Bishop Hall, in a well-known extract, thus puts the point of earnestness in its relation to the prayer of faith.
“An arrow, if it be drawn up but a little way, goes not far; but, if it be pulled up to the head, flies swiftly and pierces deep. Thus prayer, if it be only dribbled forth from careless lips, falls at our feet. It is the strength of ejaculation and strong desire which sends it to heaven, and makes it pierce the clouds. It is not the arithmetic of our prayers, how many they are; nor the rhetoric of our prayers, how eloquent they be; nor the geometry of our prayers, how long they be; nor the music of our prayers, how sweet our voice may be; nor the logic of our prayers, how argumentative they may be; nor the method of our prayers, how orderly they may be; nor even the divinity of our prayers, how good the doctrine may be;—which God cares for. He looks not for the horny knees which James is said to have had through the assiduity of prayer. We might be like Bartholomew, who is said to have had a hundred prayers for the morning, and as many for the evening, and all might be of no avail. Fervency of spirit is that which availeth much.”
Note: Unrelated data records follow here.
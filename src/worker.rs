//! Command dispatcher: the worker side of the control channel
//!
//! One thread, one loop: read a frame, decode a command, execute it,
//! write the response frames. Commands run strictly sequentially; a render
//! completes fully before the next frame is read. Any fault propagates out
//! of [`Dispatcher::run`] and the process dies at the binary's top-level
//! boundary; the control side treats worker death as the failure signal.

use std::io::{Read, Write};

use log::{debug, info};

use crate::cache::SharedCache;
use crate::error::Fault;
use crate::layout::LayoutTable;
use crate::protocol::{read_frame_opt, write_frame, Command, Response};
use crate::render::render_page;
use crate::source::DocumentSource;

/// The worker's whole mutable state: the open document, the current layout
/// table, the target geometry, and the shared page cache. Constructed at
/// startup, mutated by every command, torn down on process exit.
pub struct Dispatcher<R, W, S> {
    reader: R,
    writer: W,
    cache: SharedCache,
    source: Option<S>,
    layouts: LayoutTable,
    target_width: i32,
    target_height: i32,
    scroll_hint: i64,
}

impl<R: Read, W: Write, S: DocumentSource> Dispatcher<R, W, S> {
    #[must_use]
    pub fn new(reader: R, writer: W, cache: SharedCache) -> Self {
        Self {
            reader,
            writer,
            cache,
            source: None,
            layouts: LayoutTable::default(),
            target_width: 0,
            target_height: 0,
            scroll_hint: 0,
        }
    }

    /// Run the command loop until the peer closes the channel between
    /// frames (clean end) or a fault occurs.
    pub fn run(&mut self) -> Result<(), Fault> {
        info!("command loop started");
        while let Some(payload) = read_frame_opt(&mut self.reader)? {
            let command = Command::parse(&payload)?;
            self.execute(command)?;
        }
        info!("control side closed the channel");
        Ok(())
    }

    /// Execute one command and write its responses.
    pub fn execute(&mut self, command: Command) -> Result<(), Fault> {
        match command {
            Command::Open { path } => {
                if self.source.is_some() {
                    info!("replacing open document with {}", path.display());
                    self.source = None;
                    self.layouts = LayoutTable::default();
                }

                let source = S::open(&path, None, true)?;
                let page_count = source.page_count();
                self.source = Some(source);
                self.respond(Response::PageCount(page_count))
            }

            Command::Free { handle } => self.cache.free(handle),

            Command::Layout { position } => {
                // Reserved scroll-position hint; retained for the slot
                // policies that will want it, no response today.
                self.scroll_hint = position;
                debug!("scroll hint {position}");
                Ok(())
            }

            Command::Geometry { width, height } => {
                self.target_height = height;
                if width != self.target_width {
                    self.target_width = width;
                    // Every resident texture was rendered for the old
                    // width; drop residency so the next upload refreshes.
                    self.cache.lock().clear_all_slots();
                }

                let (layouts, page_count) = {
                    let source = self
                        .source
                        .as_ref()
                        .ok_or_else(|| Fault::protocol("geometry before open"))?;
                    (
                        LayoutTable::compute(source, self.target_width)?,
                        source.page_count(),
                    )
                };
                self.layouts = layouts;

                // Bottom-most buckets first: descending layout-index order.
                for entry in self.layouts.entries().iter().rev() {
                    let line = Response::LayoutEntry {
                        page: entry.page_num,
                        width: entry.width,
                        height: entry.height,
                    };
                    write_frame(&mut self.writer, line.encode().as_bytes())?;
                }
                self.respond(Response::PageCount(page_count))?;
                self.respond(Response::TotalHeight(self.layouts.total_height()))
            }

            Command::Render {
                page, layout_index, ..
            } => {
                let source = self
                    .source
                    .as_ref()
                    .ok_or_else(|| Fault::protocol("render before open"))?;
                let handle = render_page(source, &self.layouts, page, layout_index, &self.cache)?;

                // Echoes the current target geometry, not the page's pixel
                // dimensions; the control side already has those from `l`.
                self.respond(Response::Rendered {
                    page,
                    width: self.target_width,
                    height: self.target_height,
                    handle,
                })
            }
        }
    }

    fn respond(&mut self, response: Response) -> Result<(), Fault> {
        write_frame(&mut self.writer, response.encode().as_bytes())
    }

    #[must_use]
    pub fn cache(&self) -> &SharedCache {
        &self.cache
    }

    /// The response writer; lets an in-memory session recover its output.
    #[must_use]
    pub fn writer(&self) -> &W {
        &self.writer
    }

    #[must_use]
    pub fn scroll_hint(&self) -> i64 {
        self.scroll_hint
    }
}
Archbishop Leighton says: “It is not the gilded paper and good writing of a petition that prevails with a king, but the moving sense of it. And to that King who discerns the heart, heart-sense is the sense of all, and that which He only regards. He listens to hear what that speaks, and takes all as nothing where that is silent. All other excellence in prayer is but the outside and fashion of it. This is the life of it.”
Brooks says: “As a painted fire is no fire, a dead man no man, so a cold prayer is no prayer. In a painted fire there is no heat, in a dead man there is no life; so in a cold prayer there is no omnipotency, no devotion, no blessing. Cold prayers are as arrows without heads, as swords without edges, as birds without wings; they pierce not, they cut not, they fly not up to heaven. Cold prayers do always freeze before they get to heaven. Oh that Christians would chide themselves out of their cold prayers, and chide themselves into a better and warmer frame of spirit, when they make their supplications to the Lord!”